October 12-18, 1986, saw Queen Elizabeth II become the first British monarch to visit China. One of the most important tours she had ever undertaken, it was seen as a critical piece of diplomacy, coming soon after testing negotiations between the UK and PRC over the return of Hong Kong.
The 99-year lease of Hong Kong was agreed in 1898 following the signature of the Convention of Peking. In December 1984, Prime Ministers Zhao Ziyang and (a rather reluctant) Margaret Thatcher had signed the Sino-British Joint Declaration, under which the Chinese would resume sovereignty over the territory from July 1, 1997.
During her visit, Elizabeth was given access to the newly excavated army of terracotta warriors in Xi’an, being allowed to enter the pit and walk among them, and visited the Great Wall in Beijing. The tour also took in Kunming, Guangzhou and Shanghai, where the Queen invited the upper echelons of the Chinese government to a banquet on board the Royal Yacht Britannia.
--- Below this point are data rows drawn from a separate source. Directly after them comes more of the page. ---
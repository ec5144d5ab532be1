//! Settings Routes
//!
//! - GET /api/v1/settings - Display settings
//! - PUT /api/v1/settings - Merge display settings
//! - GET /api/v1/notifications - Notification flags
//! - PUT /api/v1/notifications - Merge notification flags

use axum::{extract::State, Json};
use std::sync::Arc;

use crate::api::dto::{NotificationsPatch, SettingsPatch};
use crate::api::error::ApiResult;
use crate::api::identity::CurrentUser;
use crate::api::state::AppState;
use crate::storage::{NotificationSettings, UserSettings};
use crate::websocket::WsEvent;

/// GET /api/v1/settings
pub async fn get_settings(
    State(state): State<Arc<AppState>>,
    CurrentUser(user_id): CurrentUser,
) -> ApiResult<Json<UserSettings>> {
    Ok(Json(state.storage.load(&user_id).await?))
}

/// PUT /api/v1/settings
pub async fn update_settings(
    State(state): State<Arc<AppState>>,
    CurrentUser(user_id): CurrentUser,
    Json(patch): Json<SettingsPatch>,
) -> ApiResult<Json<UserSettings>> {
    let mut settings: UserSettings = state.storage.load(&user_id).await?;
    patch.apply(&mut settings);

    state.storage.put_document(&user_id, &settings).await?;
    tracing::debug!(user_id = %user_id, "Settings updated");
    state
        .ws_hub
        .publish(WsEvent::settings_updated(&user_id, settings));

    Ok(Json(settings))
}

/// GET /api/v1/notifications
pub async fn get_notifications(
    State(state): State<Arc<AppState>>,
    CurrentUser(user_id): CurrentUser,
) -> ApiResult<Json<NotificationSettings>> {
    Ok(Json(state.storage.load(&user_id).await?))
}

/// PUT /api/v1/notifications
pub async fn update_notifications(
    State(state): State<Arc<AppState>>,
    CurrentUser(user_id): CurrentUser,
    Json(patch): Json<NotificationsPatch>,
) -> ApiResult<Json<NotificationSettings>> {
    let mut notifications: NotificationSettings = state.storage.load(&user_id).await?;
    patch.apply(&mut notifications);

    state.storage.put_document(&user_id, &notifications).await?;
    tracing::debug!(user_id = %user_id, "Notification preferences updated");
    state
        .ws_hub
        .publish(WsEvent::notifications_updated(&user_id, notifications));

    Ok(Json(notifications))
}
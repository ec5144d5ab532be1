//! Reminder Routes
//!
//! - GET /api/v1/reminders - Reminder schedule
//! - PUT /api/v1/reminders - Merge the reminder schedule
//! - POST /api/v1/reminders/times - Add a custom time
//! - DELETE /api/v1/reminders/times/:time - Remove a custom time
//! - GET /api/v1/reminders/next - When the next reminder is due

use axum::{
    extract::{Path, Query, State},
    Json,
};
use chrono::Utc;
use std::sync::Arc;

use crate::api::dto::{AddTimeRequest, DayQuery, NextReminderResponse, RemindersPatch};
use crate::api::error::{ApiError, ApiResult};
use crate::api::identity::CurrentUser;
use crate::api::state::AppState;
use crate::reminders::next_reminder;
use crate::storage::ReminderSettings;
use crate::tracker::validation::{insert_time_sorted, validate_new_time, validate_reminder_settings};
use crate::websocket::WsEvent;

/// GET /api/v1/reminders
pub async fn get_reminders(
    State(state): State<Arc<AppState>>,
    CurrentUser(user_id): CurrentUser,
) -> ApiResult<Json<ReminderSettings>> {
    Ok(Json(state.storage.load(&user_id).await?))
}

/// PUT /api/v1/reminders
pub async fn update_reminders(
    State(state): State<Arc<AppState>>,
    CurrentUser(user_id): CurrentUser,
    Json(patch): Json<RemindersPatch>,
) -> ApiResult<Json<ReminderSettings>> {
    let mut settings: ReminderSettings = state.storage.load(&user_id).await?;
    patch.apply(&mut settings);
    validate_reminder_settings(&settings)?;
    settings.custom_times.sort();

    save(&state, &user_id, &settings).await?;
    Ok(Json(settings))
}

/// POST /api/v1/reminders/times
pub async fn add_time(
    State(state): State<Arc<AppState>>,
    CurrentUser(user_id): CurrentUser,
    Json(req): Json<AddTimeRequest>,
) -> ApiResult<Json<ReminderSettings>> {
    let mut settings: ReminderSettings = state.storage.load(&user_id).await?;
    let time = validate_new_time(req.time.trim(), &settings.custom_times)?;
    insert_time_sorted(&mut settings.custom_times, time);

    save(&state, &user_id, &settings).await?;
    Ok(Json(settings))
}

/// DELETE /api/v1/reminders/times/:time
pub async fn remove_time(
    State(state): State<Arc<AppState>>,
    CurrentUser(user_id): CurrentUser,
    Path(time): Path<String>,
) -> ApiResult<Json<ReminderSettings>> {
    let mut settings: ReminderSettings = state.storage.load(&user_id).await?;
    let pos = settings
        .custom_times
        .iter()
        .position(|t| *t == time)
        .ok_or_else(|| ApiError::NotFound(format!("Reminder time {} not found", time)))?;
    settings.custom_times.remove(pos);

    save(&state, &user_id, &settings).await?;
    Ok(Json(settings))
}

/// GET /api/v1/reminders/next
pub async fn get_next_reminder(
    State(state): State<Arc<AppState>>,
    CurrentUser(user_id): CurrentUser,
    Query(query): Query<DayQuery>,
) -> ApiResult<Json<NextReminderResponse>> {
    let offset = state.offset(query.tz_offset_minutes)?;
    let settings: ReminderSettings = state.storage.load(&user_id).await?;
    let last_drink = state
        .storage
        .latest_log(&user_id)
        .await?
        .map(|log| log.timestamp);

    let next_at = next_reminder(&settings, last_drink, Utc::now(), offset);
    Ok(Json(NextReminderResponse::new(&settings, next_at)))
}

async fn save(state: &AppState, user_id: &str, settings: &ReminderSettings) -> ApiResult<()> {
    state.storage.put_document(user_id, settings).await?;
    tracing::debug!(
        user_id = %user_id,
        mode = ?settings.mode,
        enabled = settings.enabled,
        "Reminder settings updated"
    );
    state
        .ws_hub
        .publish(WsEvent::reminders_updated(user_id, settings.clone()));
    state.reschedule(user_id).await;
    Ok(())
}
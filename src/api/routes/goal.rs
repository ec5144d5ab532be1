//! Goal Routes
//!
//! - GET /api/v1/goal - Current daily goal
//! - PUT /api/v1/goal - Replace the daily goal

use axum::{extract::State, Json};
use std::sync::Arc;

use crate::api::dto::GoalRequest;
use crate::api::error::ApiResult;
use crate::api::identity::CurrentUser;
use crate::api::state::AppState;
use crate::storage::DailyGoal;
use crate::tracker::validation::validate_goal;
use crate::websocket::WsEvent;

/// GET /api/v1/goal
pub async fn get_goal(
    State(state): State<Arc<AppState>>,
    CurrentUser(user_id): CurrentUser,
) -> ApiResult<Json<DailyGoal>> {
    Ok(Json(state.storage.load(&user_id).await?))
}

/// PUT /api/v1/goal
pub async fn set_goal(
    State(state): State<Arc<AppState>>,
    CurrentUser(user_id): CurrentUser,
    Json(req): Json<GoalRequest>,
) -> ApiResult<Json<DailyGoal>> {
    let goal = DailyGoal {
        amount: validate_goal(req.amount)?,
    };

    state.storage.put_document(&user_id, &goal).await?;
    tracing::info!(user_id = %user_id, goal_ml = goal.amount, "Daily goal updated");
    state.ws_hub.publish(WsEvent::goal_updated(&user_id, goal));

    Ok(Json(goal))
}
//! Achievement Routes
//!
//! - GET /api/v1/achievements - Catalog with unlock state

use axum::{extract::State, Json};
use std::sync::Arc;

use crate::api::dto::AchievementsResponse;
use crate::api::error::ApiResult;
use crate::api::identity::CurrentUser;
use crate::api::state::AppState;
use crate::tracker::achievements::catalog_status;

/// GET /api/v1/achievements
pub async fn list_achievements(
    State(state): State<Arc<AppState>>,
    CurrentUser(user_id): CurrentUser,
) -> ApiResult<Json<AchievementsResponse>> {
    let unlocked = state.storage.achievements(&user_id).await?;
    let achievements = catalog_status(&unlocked);

    Ok(Json(AchievementsResponse {
        unlocked: achievements.iter().filter(|a| a.unlocked).count(),
        total: achievements.len(),
        achievements,
    }))
}
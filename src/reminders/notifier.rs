//! Alert delivery

use crate::reminders::alert::Alert;
use crate::websocket::{ConnectionHub, WsEvent};
use async_trait::async_trait;
use std::sync::Arc;

/// Delivers alerts to a user
#[async_trait]
pub trait Notifier: Send + Sync {
    async fn notify(&self, user_id: &str, alert: Alert);
}

/// Pushes alerts to the user's open WebSocket connections
pub struct HubNotifier {
    hub: Arc<ConnectionHub>,
}

impl HubNotifier {
    pub fn new(hub: Arc<ConnectionHub>) -> Self {
        Self { hub }
    }
}

#[async_trait]
impl Notifier for HubNotifier {
    async fn notify(&self, user_id: &str, alert: Alert) {
        tracing::debug!(user_id = %user_id, alert = ?alert, "Delivering alert");
        self.hub.publish(WsEvent::alert(user_id, alert));
    }
}

/// Keeps every alert in memory
#[cfg(test)]
#[derive(Default)]
pub struct RecordingNotifier {
    pub sent: tokio::sync::Mutex<Vec<(String, Alert)>>,
}

#[cfg(test)]
impl RecordingNotifier {
    pub async fn take(&self) -> Vec<(String, Alert)> {
        std::mem::take(&mut *self.sent.lock().await)
    }
}

#[cfg(test)]
#[async_trait]
impl Notifier for RecordingNotifier {
    async fn notify(&self, user_id: &str, alert: Alert) {
        self.sent.lock().await.push((user_id.to_string(), alert));
    }
}
//! Export Routes
//!
//! Data export endpoint for backup and analysis.
//!
//! - GET /api/v1/export?format=csv|json - Every log of the caller

use axum::{
    body::Body,
    extract::{Query, State},
    http::{header, StatusCode},
    response::{IntoResponse, Response},
};
use chrono::Utc;
use std::sync::Arc;

use crate::api::dto::ExportParams;
use crate::api::error::{ApiError, ApiResult};
use crate::api::identity::CurrentUser;
use crate::api::state::AppState;
use crate::storage::DrinkLog;

/// GET /api/v1/export
pub async fn export_logs(
    State(state): State<Arc<AppState>>,
    CurrentUser(user_id): CurrentUser,
    Query(params): Query<ExportParams>,
) -> ApiResult<Response> {
    // Check if export is enabled
    if !state.config.enable_export {
        return Err(ApiError::Validation(
            "Export feature is disabled".to_string(),
        ));
    }

    let format = params.format.to_lowercase();
    let logs = state.storage.all_logs(&user_id).await?;

    let (content_type, body) = match format.as_str() {
        "csv" => ("text/csv", format_csv(&logs)?),
        "json" => (
            "application/json",
            serde_json::to_string_pretty(&logs)
                .map_err(|e| ApiError::Internal(format!("JSON export failed: {}", e)))?,
        ),
        other => {
            return Err(ApiError::Validation(format!(
                "Unsupported export format: {}. Use csv or json",
                other
            )))
        }
    };

    tracing::info!(user_id = %user_id, format = %format, logs = logs.len(), "Logs exported");

    let filename = format!(
        "hydrocult_export_{}.{}",
        Utc::now().format("%Y%m%d_%H%M%S"),
        format
    );

    Ok((
        StatusCode::OK,
        [
            (header::CONTENT_TYPE, content_type.to_string()),
            (
                header::CONTENT_DISPOSITION,
                format!("attachment; filename=\"{}\"", filename),
            ),
        ],
        Body::from(body),
    )
        .into_response())
}

/// Format as CSV
fn format_csv(logs: &[DrinkLog]) -> ApiResult<String> {
    let mut writer = csv::Writer::from_writer(Vec::new());

    writer
        .write_record(["id", "timestamp", "amount_ml", "drink_type", "status"])
        .map_err(csv_error)?;

    for log in logs {
        let timestamp = log.timestamp.to_rfc3339();
        let amount = log.amount.to_string();
        writer
            .write_record([
                log.id.as_str(),
                timestamp.as_str(),
                amount.as_str(),
                log.drink_type.as_str(),
                log.status.as_str(),
            ])
            .map_err(csv_error)?;
    }

    let bytes = writer
        .into_inner()
        .map_err(|e| ApiError::Internal(format!("CSV export failed: {}", e)))?;
    String::from_utf8(bytes).map_err(|e| ApiError::Internal(format!("CSV export failed: {}", e)))
}

fn csv_error(e: csv::Error) -> ApiError {
    ApiError::Internal(format!("CSV export failed: {}", e))
}

#[cfg(test)]
mod tests {
    use super::*;
    use crate::storage::DrinkType;
    use chrono::TimeZone;

    #[test]
    fn test_format_csv() {
        let log = DrinkLog::new(250, DrinkType::Tea)
            .with_id("log-1")
            .at(Utc.with_ymd_and_hms(2024, 6, 1, 8, 30, 0).unwrap());

        let csv = format_csv(&[log]).unwrap();
        let mut lines = csv.lines();

        assert_eq!(lines.next(), Some("id,timestamp,amount_ml,drink_type,status"));
        assert_eq!(
            lines.next(),
            Some("log-1,2024-06-01T08:30:00+00:00,250,tea,synced")
        );
        assert_eq!(lines.next(), None);
    }
}
//! Progress Routes
//!
//! - GET /api/v1/progress - Intake against the goal for one day

use axum::{
    extract::{Query, State},
    Json,
};
use chrono::Utc;
use std::sync::Arc;

use crate::api::dto::{DayQuery, ProgressResponse};
use crate::api::error::ApiResult;
use crate::api::identity::CurrentUser;
use crate::api::state::AppState;
use crate::storage::{DailyGoal, UserSettings};
use crate::tracker::{local_date, DailyProgress};

/// GET /api/v1/progress?date=YYYY-MM-DD
pub async fn get_progress(
    State(state): State<Arc<AppState>>,
    CurrentUser(user_id): CurrentUser,
    Query(query): Query<DayQuery>,
) -> ApiResult<Json<ProgressResponse>> {
    let offset = state.offset(query.tz_offset_minutes)?;
    let date = query
        .date
        .unwrap_or_else(|| local_date(Utc::now(), offset));

    let (start, end) = state.day_window(date, offset)?;
    let logs = state.storage.logs_in_range(&user_id, start, end).await?;
    let goal: DailyGoal = state.storage.load(&user_id).await?;
    let settings: UserSettings = state.storage.load(&user_id).await?;

    let progress = DailyProgress::compute(date, &logs, goal.amount);
    let summary = progress.summary(settings.units);

    Ok(Json(ProgressResponse {
        progress,
        units: settings.units,
        summary,
    }))
}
At an earlier meeting with Deng Xiaoping, Elizabeth had not batted an eyelid when the aging Communist leader had spat into a spittoon that was placed by his seat. Her husband Prince Philip did not show such tact, letting out a guffaw.
It was one of a number of characteristically embarrassing gaffes from the Prince; he also said that he found Beijing “ghastly” and remarked to a British student that, “If you stay here much longer, you will go home with slitty eyes.” All of which inspired British tabloid The Sun to dub him “The Great Wally of China.”